Sandy Barnes


Oral History – Sandy Barnes (Continued)


1958-1965:  Government Funded High Power High Frequency Transistor Contracts.

In 1965, PSI was de-incorporated by it’s parent company, TRW. During the years 1958 to 1965, the focus at PSI (later TRW Semiconductors) was primarily to advance the transistor power-frequency curve.  Military contracts funded essentially all of this effort, with the resulting devices going into various satellite applications and weapons systems.  Here are some examples:



One watt – 70 MHZ, Three Watt – 70 MHZ, Five Watt – 30 MHZ.  First use of Beryllium-Oxide (BeO) packages for high thermal conductance.  First use of a molded epoxy plastic package.



Five watt – 70 MHZ,  Ten Watt – 500 MHZ, 50 –150 Watt transistors. Production contract for Five Watt – 500 MHZ transistors.  MinuteMan missile contract for Five Watt – 70 HHZ transistors.  During this period,  TRW high frequency high power transistors were designed into a number of military and space programs:


Missiles: Courier, MinuteMan, Poseiden, Trident, Tomahawk, Phoenix, SRAM, Sparrow, Standard, Sidewinder, Stinger.


Space Systems:  GPS Satellites, MILSTAR Satellite, Nasa Space Shuttle.





Oral History – Sandy Barnes (Continued)


1964: Insulated Gate Field Effect Transistor.  I co-authored a paper for the Dec 1964 Electronics Magazine explaining the wide variety of circuit applications for these devices – “Designing with low-noise MOS FETs: a little different but no harder”.

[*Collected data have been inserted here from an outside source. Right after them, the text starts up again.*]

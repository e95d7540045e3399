//! Loader for the line-based grammar description.
//!
//! ```text
//! 1        <- number of nonterminals
//! 1        <- number of terminals
//! 2        <- number of rules
//! A        <- nonterminal names, one per line
//! a        <- terminal names, one per line
//! S->Aa    <- rules, `LEFT->RIGHT`
//! A->a
//! ```
//!
//! The right-hand side of a rule is a concatenation of single-character
//! symbols, or [`EPSILON`] (or nothing) for the empty production.

use std::fmt;

/// The marker of the empty production.
pub const EPSILON: &str = "ε";

/// The nonterminal used as the start symbol when present.
pub const DEFAULT_START_SYMBOL: &str = "S";

const ARROW: &str = "->";

#[derive(Debug, Clone, PartialEq)]
pub struct Spanned<T> {
    pub line: usize,
    pub value: T,
}

#[derive(Debug, Clone, PartialEq)]
pub struct Production {
    pub line: usize,
    pub left: String,
    pub right: Vec<String>,
}

/// The unresolved contents of a grammar description.
#[derive(Debug, Clone, PartialEq, Default)]
pub struct GrammarSource {
    pub nonterminals: Vec<Spanned<String>>,
    pub terminals: Vec<Spanned<String>>,
    pub productions: Vec<Production>,
}

#[derive(Debug, thiserror::Error)]
#[error("line {}: {}", line, kind)]
pub struct SyntaxError {
    pub line: usize,
    pub kind: SyntaxErrorKind,
}

#[derive(Debug, Clone, PartialEq)]
#[non_exhaustive]
pub enum SyntaxErrorKind {
    MissingLine { expected: &'static str },
    InvalidCount { found: String },
    InvalidSymbolName { found: String },
    MissingArrow,
    TrailingContent,
}

impl fmt::Display for SyntaxErrorKind {
    fn fmt(&self, f: &mut fmt::Formatter<'_>) -> fmt::Result {
        match self {
            Self::MissingLine { expected } => write!(f, "missing line, expecting {}", expected),
            Self::InvalidCount { found } => write!(f, "invalid count `{}'", found),
            Self::InvalidSymbolName { found } => write!(f, "invalid symbol name `{}'", found),
            Self::MissingArrow => write!(f, "missing `{}' in rule", ARROW),
            Self::TrailingContent => write!(f, "unexpected content after the last rule"),
        }
    }
}

struct Lines<'s> {
    inner: std::iter::Enumerate<std::str::Lines<'s>>,
    last_line: usize,
}

impl<'s> Lines<'s> {
    fn next(&mut self, expected: &'static str) -> Result<(usize, &'s str), SyntaxError> {
        match self.inner.next() {
            Some((i, line)) => {
                self.last_line = i + 1;
                Ok((i + 1, line.trim()))
            }
            None => Err(SyntaxError {
                line: self.last_line + 1,
                kind: SyntaxErrorKind::MissingLine { expected },
            }),
        }
    }

    fn count(&mut self, expected: &'static str) -> Result<usize, SyntaxError> {
        let (line, text) = self.next(expected)?;
        text.parse().map_err(|_| SyntaxError {
            line,
            kind: SyntaxErrorKind::InvalidCount {
                found: text.to_owned(),
            },
        })
    }
}

/// Parse the grammar description.
pub fn parse(source: &str) -> Result<GrammarSource, SyntaxError> {
    let span = tracing::trace_span!("parse");
    let _entered = span.enter();

    let mut lines = Lines {
        inner: source.lines().enumerate(),
        last_line: 0,
    };

    let n_nonterminals = lines.count("the number of nonterminals")?;
    let n_terminals = lines.count("the number of terminals")?;
    let n_rules = lines.count("the number of rules")?;
    tracing::trace!(n_nonterminals, n_terminals, n_rules);

    let mut grammar = GrammarSource::default();

    for _ in 0..n_nonterminals {
        let (line, text) = lines.next("a nonterminal name")?;
        grammar.nonterminals.push(Spanned {
            line,
            value: symbol_name(line, text)?,
        });
    }

    for _ in 0..n_terminals {
        let (line, text) = lines.next("a terminal name")?;
        grammar.terminals.push(Spanned {
            line,
            value: symbol_name(line, text)?,
        });
    }

    for _ in 0..n_rules {
        let (line, text) = lines.next("a rule")?;
        grammar.productions.push(production(line, text)?);
    }

    while let Some((i, text)) = lines.inner.next() {
        if !text.trim().is_empty() {
            return Err(SyntaxError {
                line: i + 1,
                kind: SyntaxErrorKind::TrailingContent,
            });
        }
    }

    Ok(grammar)
}

fn symbol_name(line: usize, text: &str) -> Result<String, SyntaxError> {
    let mut chars = text.chars();
    match (chars.next(), chars.next()) {
        (Some(ch), None) if !ch.is_whitespace() && text != EPSILON => Ok(text.to_owned()),
        _ => Err(SyntaxError {
            line,
            kind: SyntaxErrorKind::InvalidSymbolName {
                found: text.to_owned(),
            },
        }),
    }
}

fn production(line: usize, text: &str) -> Result<Production, SyntaxError> {
    let (left, right) = text.split_once(ARROW).ok_or(SyntaxError {
        line,
        kind: SyntaxErrorKind::MissingArrow,
    })?;

    let left = symbol_name(line, left.trim())?;

    let right = right.trim();
    let right = if right == EPSILON {
        vec![]
    } else {
        right
            .chars()
            .filter(|ch| !ch.is_whitespace())
            .map(|ch| symbol_name(line, ch.encode_utf8(&mut [0; 4])))
            .collect::<Result<Vec<_>, _>>()?
    };

    Ok(Production { line, left, right })
}

#[cfg(test)]
mod tests {
    use super::*;

    #[test]
    fn parse_simple() {
        let source = "1\n1\n2\nA\na\nS->Aa\nA->a\n";
        let grammar = parse(source).unwrap();
        assert_eq!(
            grammar.nonterminals,
            [Spanned {
                line: 4,
                value: "A".to_owned()
            }]
        );
        assert_eq!(
            grammar.terminals,
            [Spanned {
                line: 5,
                value: "a".to_owned()
            }]
        );
        assert_eq!(
            grammar.productions,
            [
                Production {
                    line: 6,
                    left: "S".into(),
                    right: vec!["A".into(), "a".into()],
                },
                Production {
                    line: 7,
                    left: "A".into(),
                    right: vec!["a".into()],
                },
            ]
        );
    }

    #[test]
    fn parse_empty_productions() {
        let source = "1\n1\n3\nA\nb\nS->Ab\nA->ε\nA->\n";
        let grammar = parse(source).unwrap();
        assert!(grammar.productions[1].right.is_empty());
        assert!(grammar.productions[2].right.is_empty());
    }

    #[test]
    fn tolerates_whitespace_and_trailing_blank_lines() {
        let source = " 1 \r\n1\r\n1\r\nS\r\na\r\nS -> a a\r\n\r\n   \n";
        let grammar = parse(source).unwrap();
        assert_eq!(grammar.productions[0].right, ["a", "a"]);
    }

    #[test]
    fn reports_invalid_count() {
        let err = parse("x\n0\n0\n").unwrap_err();
        assert_eq!(err.line, 1);
        assert!(matches!(err.kind, SyntaxErrorKind::InvalidCount { .. }));
    }

    #[test]
    fn reports_missing_lines() {
        let err = parse("1\n1\n2\nA\na\nS->Aa\n").unwrap_err();
        assert_eq!(err.line, 7);
        assert!(matches!(err.kind, SyntaxErrorKind::MissingLine { .. }));
    }

    #[test]
    fn reports_missing_arrow() {
        let err = parse("0\n1\n1\na\nSa\n").unwrap_err();
        assert_eq!(err.line, 5);
        assert_eq!(err.kind, SyntaxErrorKind::MissingArrow);
    }

    #[test]
    fn reports_long_symbol_names() {
        let err = parse("1\n0\n0\nExpr\n").unwrap_err();
        assert_eq!(err.line, 4);
        assert!(matches!(
            err.kind,
            SyntaxErrorKind::InvalidSymbolName { .. }
        ));
    }

    #[test]
    fn reports_trailing_content() {
        let err = parse("0\n1\n1\na\nS->a\nS->aa\n").unwrap_err();
        assert_eq!(err.line, 6);
        assert_eq!(err.kind, SyntaxErrorKind::TrailingContent);
    }
}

1965: I co-presented a paper on Nov 3, 1965 at the Semiconductor Device Research Conference for the Signal Corps.  The paper was:” High Power, High Frequency Transistor Design and Performance”. 

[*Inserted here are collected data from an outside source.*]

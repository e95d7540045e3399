use std::fmt;

pub fn display_fn(f: impl Fn(&mut fmt::Formatter<'_>) -> fmt::Result) -> impl fmt::Display {
    DisplayFn(f)
}

struct DisplayFn<F>(F);
impl<F> fmt::Display for DisplayFn<F>
where
    F: Fn(&mut fmt::Formatter<'_>) -> fmt::Result,
{
    fn fmt(&self, formatter: &mut fmt::Formatter<'_>) -> fmt::Result {
        (self.0)(formatter)
    }
}

/// Write the items separated by `sep`.
pub fn write_joined<I>(f: &mut fmt::Formatter<'_>, sep: &str, items: I) -> fmt::Result
where
    I: IntoIterator,
    I::Item: fmt::Display,
{
    for (i, item) in items.into_iter().enumerate() {
        if i > 0 {
            f.write_str(sep)?;
        }
        write!(f, "{}", item)?;
    }
    Ok(())
}
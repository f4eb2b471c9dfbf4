#![forbid(unsafe_code)]

//! Sortable public facade crate.
//!
//! Re-exports the board, its drag session, and the host input types, and
//! offers a prelude for hosts that only wire events in and read contents
//! out.
//!
//! ```
//! use sortable::prelude::*;
//!
//! let mut board = Board::default();
//! board.add_container("todo", [Item::new("a", "Write"), Item::new("b", "Test")])?;
//! board.add_container("done", Vec::new())?;
//!
//! let mut seq = InputSequencer::new();
//! board.handle(&seq.drag_start("a"))?;
//! let done = HoveredElement::container("done", Rect::new(20, 0, 20, 10));
//! board.handle(&seq.drop_at(Point::new(25, 3), Some(done)))?;
//!
//! assert_eq!(board.container(&"done".into())?.len(), 1);
//! # Ok::<(), sortable::Error>(())
//! ```

use std::fmt;

// --- Core re-exports -------------------------------------------------------

pub use sortable_core::{
    CancelReason, ContainerId, DragInputError, DragInputEvent, DragInputKind, Edge,
    HoveredElement, InputSequencer, ItemId, Orientation, Point, Rect,
};

#[cfg(feature = "tracing-json")]
pub use sortable_core::logging::init_json_subscriber;

// --- Board re-exports ------------------------------------------------------

pub use sortable_board::{
    Board, BoardChange, BoardConfig, BoardSnapshot, Container, ContainerRegistry, DragEffect,
    DragSession, DragSessionController, DragTransition, DropRejection, DropTarget, Highlight,
    HighlightStateManager, Item, ItemLocation, NoopReason, RegistryError, ReorderError,
    ReorderPlan, SessionState, SharedBoard, SubscriptionId, compute_reorder,
};

// --- Errors ---------------------------------------------------------------

/// Top-level error type for sortable hosts.
#[derive(Debug, Clone, PartialEq, Eq)]
pub enum Error {
    /// Container lookup or registration failed.
    Registry(RegistryError),
    /// A reorder could not be planned.
    Reorder(ReorderError),
    /// A host event was malformed.
    Input(DragInputError),
}

impl fmt::Display for Error {
    fn fmt(&self, f: &mut fmt::Formatter<'_>) -> fmt::Result {
        match self {
            Self::Registry(err) => write!(f, "{err}"),
            Self::Reorder(err) => write!(f, "{err}"),
            Self::Input(err) => write!(f, "invalid input event: {err}"),
        }
    }
}

impl std::error::Error for Error {
    fn source(&self) -> Option<&(dyn std::error::Error + 'static)> {
        match self {
            Self::Registry(err) => Some(err),
            Self::Reorder(err) => Some(err),
            Self::Input(err) => Some(err),
        }
    }
}

impl From<RegistryError> for Error {
    fn from(err: RegistryError) -> Self {
        Self::Registry(err)
    }
}

impl From<ReorderError> for Error {
    fn from(err: ReorderError) -> Self {
        Self::Reorder(err)
    }
}

impl From<DragInputError> for Error {
    fn from(err: DragInputError) -> Self {
        Self::Input(err)
    }
}

/// Standard result type for sortable APIs.
pub type Result<T> = std::result::Result<T, Error>;

// --- Prelude --------------------------------------------------------------

pub mod prelude {
    pub use crate::{
        Board, BoardChange, BoardConfig, CancelReason, ContainerId, DragEffect, Edge, Error,
        HoveredElement, InputSequencer, Item, ItemId, Orientation, Point, Rect, Result,
        SharedBoard,
    };

    pub use crate::{board, core};
}

pub use sortable_board as board;
pub use sortable_core as core;
#![forbid(unsafe_code)]

//! Core: item and container ids, pointer geometry, insertion edges, and the
//! host input events that drive a drag-and-drop session.

pub mod edge;
pub mod event;
pub mod geometry;
pub mod ids;
pub mod logging;

pub use edge::Edge;
pub use event::{
    CancelReason, DragInputError, DragInputEvent, DragInputKind, HoveredElement, InputSequencer,
};
pub use geometry::{Orientation, Point, Rect};
pub use ids::{ContainerId, ItemId};

// Re-export tracing macros at crate root for ergonomic use.
#[cfg(feature = "tracing")]
pub use logging::{debug, debug_span, info, trace, warn};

1969:  At this time, I headed the TRW Electronics Group R&D Lab.  There was expansive work taking place in a variety of semiconductor related areas.  The staff consisted of 23 professionals (including 9 PhDs) and 20 technicians.


Sandy, what concluding remarks would you care to make?


This material has focused on activities taking place at Hughes Aircraft Co., pacific Semiconductors Inc., and TRW Semiconductors during the first 20 years of transistor development.  Since these companies played a key role in many of the innovative developments during this early period, it represents a slice of transistor history, which I had the fortune to participate in.  I continued my career in the semiconductor field for the following 28 years and concluded 50 years in the industry with retirement in Feb 2000.